impl StreamProcessor {
    #[allow(clippy::too_many_arguments)]
    pub fn new(
        message_id: MessageId,
        session_id: SessionId,
        vendor: impl Into<String>,
        model: impl Into<String>,
        parts: Arc<dyn MessagePartRepository>,
        messages: Arc<dyn MessageRepository>,
        sessions: Arc<dyn SessionRepository>,
        providers: Arc<ProviderRegistry>,
        observer: Arc<dyn Fn(BroadcastEvent) + Send + Sync>,
    ) -> Self {
        Self {
            message_id,
            session_id,
            vendor: vendor.into(),
            model: model.into(),
            parts,
            messages,
            sessions,
            providers,
            observer,
            order: 0,
            step: 0,
            open_text: None,
            open_reasoning: None,
            tool_call_parts: HashMap::new(),
            open_tool_calls: HashSet::new(),
            finished: false,
        }
    }

    pub fn is_finished(&self) -> bool {
        self.finished
    }

    fn next_order(&mut self) -> u32 {
        let order = self.order;
        self.order += 1;
        order
    }

    fn notify(&self, event: BroadcastEvent) {
        (self.observer)(event);
    }

    /// Feeds one event from the adapter's stream into the state machine.
    /// Returns `Ok(ProcessOutcome::Continue)` for events that don't end the
    /// turn. Idempotent after a terminal event: further calls are a no-op,
    /// satisfying "no part is created after finish or error" (spec.md §4.5
    /// invariants, §8).
    pub async fn process(&mut self, event: ModelEvent) -> Result<ProcessOutcome> {
        if self.finished {
            return Ok(ProcessOutcome::Continue);
        }

        match event {
            ModelEvent::TextDelta { delta, .. } => {
                self.close_reasoning().await?;
                self.append_text(delta).await?;
                Ok(ProcessOutcome::Continue)
            }
            ModelEvent::ReasoningDelta { delta, .. } => {
                self.close_text().await?;
                self.append_reasoning(delta).await?;
                Ok(ProcessOutcome::Continue)
            }
            ModelEvent::ToolInputStart {
                call_id, tool_name, ..
            } => {
                self.close_text().await?;
                self.close_reasoning().await?;
                self.notify(BroadcastEvent::ToolCallStart {
                    message_id: self.message_id,
                    call_id,
                    tool_name,
                });
                Ok(ProcessOutcome::Continue)
            }
            ModelEvent::ToolInputDelta { .. } => {
                // Progress indicator only; no part, no broadcast event in
                // the fixed alphabet (spec.md §4.5, §6).
                self.close_text().await?;
                self.close_reasoning().await?;
                Ok(ProcessOutcome::Continue)
            }
            ModelEvent::ToolCall {
                call_id,
                tool_name,
                arguments,
                ..
            } => {
                self.close_text().await?;
                self.close_reasoning().await?;
                let order = self.next_order();
                let part = MessagePart::new(
                    self.message_id,
                    order,
                    PartContent::ToolCall(ToolCallPart {
                        call_id: call_id.clone(),
                        tool_name: tool_name.clone(),
                        arguments: arguments.clone(),
                    }),
                );
                let part_id = part.id;
                self.parts.create(part).await?;
                self.tool_call_parts.insert(call_id.clone(), part_id);
                self.open_tool_calls.insert(call_id.clone());
                self.notify(BroadcastEvent::ToolCall {
                    message_id: self.message_id,
                    part_id,
                    call_id,
                    tool_name,
                    arguments,
                });
                Ok(ProcessOutcome::Continue)
            }
            ModelEvent::ToolResult {
                call_id,
                output,
                is_error,
                ..
            } => {
                self.close_text().await?;
                self.close_reasoning().await?;
                let order = self.next_order();
                let mut part = MessagePart::new(
                    self.message_id,
                    order,
                    PartContent::ToolResult(ToolResultPart {
                        call_id: call_id.clone(),
                        output: output.clone(),
                        is_error,
                    }),
                );
                part.status = PartStatus::Completed;
                let part_id = part.id;
                self.parts.create(part).await?;

                // Pairing is a best-effort lookup: a result without a
                // preceding call is still persisted (spec.md §8 boundary
                // behaviours), the transition is simply a no-op.
                if let Some(call_part_id) = self.tool_call_parts.get(&call_id).copied() {
                    let status = if is_error {
                        PartStatus::Error
                    } else {
                        PartStatus::Completed
                    };
                    self.parts
                        .update_tool_status(call_part_id, status)
                        .await
                        ?;
                    self.open_tool_calls.remove(&call_id);
                } else {
                    warn!(call_id = %call_id, "tool result with no matching tool call part");
                }

                self.notify(BroadcastEvent::ToolResult {
                    message_id: self.message_id,
                    part_id,
                    call_id,
                    output,
                    is_error,
                });
                Ok(ProcessOutcome::Continue)
            }
            ModelEvent::StepStart { .. } => {
                self.close_text().await?;
                self.close_reasoning().await?;
                self.step += 1;
                let order = self.next_order();
                let part = MessagePart::new(
                    self.message_id,
                    order,
                    PartContent::StepStart(StepMarker {
                        step_index: self.step,
                    }),
                );
                let part_id = part.id;
                self.parts.create(part).await?;
                self.notify(BroadcastEvent::StepStart {
                    message_id: self.message_id,
                    part_id,
                    step: self.step,
                });
                Ok(ProcessOutcome::Continue)
            }
            ModelEvent::StepFinish { .. } => {
                self.close_text().await?;
                self.close_reasoning().await?;
                let order = self.next_order();
                let part = MessagePart::new(
                    self.message_id,
                    order,
                    PartContent::StepFinish(StepMarker {
                        step_index: self.step,
                    }),
                );
                let part_id = part.id;
                self.parts.create(part).await?;
                self.notify(BroadcastEvent::StepFinish {
                    message_id: self.message_id,
                    part_id,
                    step: self.step,
                });
                Ok(ProcessOutcome::Continue)
            }
            ModelEvent::Finish {
                finish_reason,
                input_tokens,
                output_tokens,
            } => {
                self.close_text().await?;
                self.close_reasoning().await?;

                let normalized = FinishReason::normalize(&finish_reason);
                let cost = self
                    .providers
                    .compute_cost(&self.vendor, &self.model, input_tokens, output_tokens);

                self.messages
                    .complete(
                        self.message_id,
                        MessageCompletionInput {
                            finish_reason: finish_reason_wire(normalized).to_string(),
                            cost,
                            tokens_input: input_tokens,
                            tokens_output: output_tokens,
                        },
                    )
                    .await
                    ?;

                // Authorized to mutate session aggregates only here
                // (spec.md §9 Open Questions resolution) — two messages
                // (user + assistant) were created for this turn.
                self.sessions
                    .update_stats(
                        self.session_id,
                        SessionStatsDelta {
                            message_count: Some(2),
                            cost: Some(cost),
                            tokens_input: Some(input_tokens),
                            tokens_output: Some(output_tokens),
                        },
                    )
                    .await
                    ?;

                self.finished = true;
                self.notify(BroadcastEvent::Finish {
                    message_id: self.message_id,
                    finish_reason: finish_reason_wire(normalized).to_string(),
                    input_tokens,
                    output_tokens,
                });

                Ok(ProcessOutcome::Finished {
                    finish_reason: normalized,
                    input_tokens,
                    output_tokens,
                    cost,
                })
            }
            ModelEvent::Error {
                error_type,
                message,
            } => {
                for call_id in std::mem::take(&mut self.open_tool_calls) {
                    if let Some(part_id) = self.tool_call_parts.get(&call_id).copied() {
                        self.parts
                            .update_tool_status(part_id, PartStatus::Error)
                            .await
                            ?;
                    }
                }

                self.messages
                    .set_error(
                        self.message_id,
                        MessageErrorInfo {
                            error_type: error_type.clone(),
                            message: message.clone(),
                        },
                    )
                    .await
                    ?;

                self.finished = true;
                self.notify(BroadcastEvent::Error {
                    message_id: self.message_id,
                    error_type: error_type.clone(),
                    message: message.clone(),
                });

                Ok(ProcessOutcome::Errored {
                    error_type,
                    message,
                })
            }
        }
    }

    /// Marks the assistant message cancelled when the stream did not reach
    /// a natural finish (spec.md §4.4 Cancellation, §7 `Cancelled`).
    pub async fn mark_cancelled(&mut self) -> Result<()> {
        if self.finished {
            return Ok(());
        }
        for call_id in std::mem::take(&mut self.open_tool_calls) {
            if let Some(part_id) = self.tool_call_parts.get(&call_id).copied() {
                self.parts
                    .update_tool_status(part_id, PartStatus::Error)
                    .await
                    ?;
            }
        }
        self.messages
            .set_error(
                self.message_id,
                MessageErrorInfo {
                    error_type: "Cancelled".to_string(),
                    message: "turn cancelled".to_string(),
                },
            )
            .await
            ?;
        self.finished = true;
        self.notify(BroadcastEvent::Error {
            message_id: self.message_id,
            error_type: "Cancelled".to_string(),
            message: "turn cancelled".to_string(),
        });
        Ok(())
    }

    async fn append_text(&mut self, delta: String) -> Result<()> {
        match &mut self.open_text {
            Some((part_id, buffer)) => {
                buffer.push_str(&delta);
                let part_id = *part_id;
                let content = buffer.clone();
                self.parts
                    .update_content(part_id, PartContent::Text(TextPart { text: content }))
                    .await
                    ?;
                self.notify(BroadcastEvent::TextDelta {
                    message_id: self.message_id,
                    part_id,
                    delta,
                });
            }
            None => {
                let order = self.next_order();
                let part = MessagePart::new(
                    self.message_id,
                    order,
                    PartContent::Text(TextPart {
                        text: delta.clone(),
                    }),
                );
                let part_id = part.id;
                self.parts.create(part).await?;
                self.open_text = Some((part_id, delta.clone()));
                self.notify(BroadcastEvent::TextDelta {
                    message_id: self.message_id,
                    part_id,
                    delta,
                });
            }
        }
        Ok(())
    }

    async fn append_reasoning(&mut self, delta: String) -> Result<()> {
        match &mut self.open_reasoning {
            Some((part_id, buffer)) => {
                buffer.push_str(&delta);
                let part_id = *part_id;
                let content = buffer.clone();
                self.parts
                    .update_content(part_id, PartContent::Reasoning(ReasoningPart { text: content }))
                    .await
                    ?;
                self.notify(BroadcastEvent::ReasoningDelta {
                    message_id: self.message_id,
                    part_id,
                    delta,
                });
            }
            None => {
                let order = self.next_order();
                let part = MessagePart::new(
                    self.message_id,
                    order,
                    PartContent::Reasoning(ReasoningPart {
                        text: delta.clone(),
                    }),
                );
                let part_id = part.id;
                self.parts.create(part).await?;
                self.open_reasoning = Some((part_id, delta.clone()));
                self.notify(BroadcastEvent::ReasoningDelta {
                    message_id: self.message_id,
                    part_id,
                    delta,
                });
            }
        }
        Ok(())
    }

    async fn close_text(&mut self) -> Result<()> {
        self.open_text = None;
        Ok(())
    }

    async fn close_reasoning(&mut self) -> Result<()> {
        self.open_reasoning = None;
        Ok(())
    }
}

******************************

Filter by the word "MessageErrorInfo": copy every line of the data that holds it.

                        MessageErrorInfo {
                MessageErrorInfo {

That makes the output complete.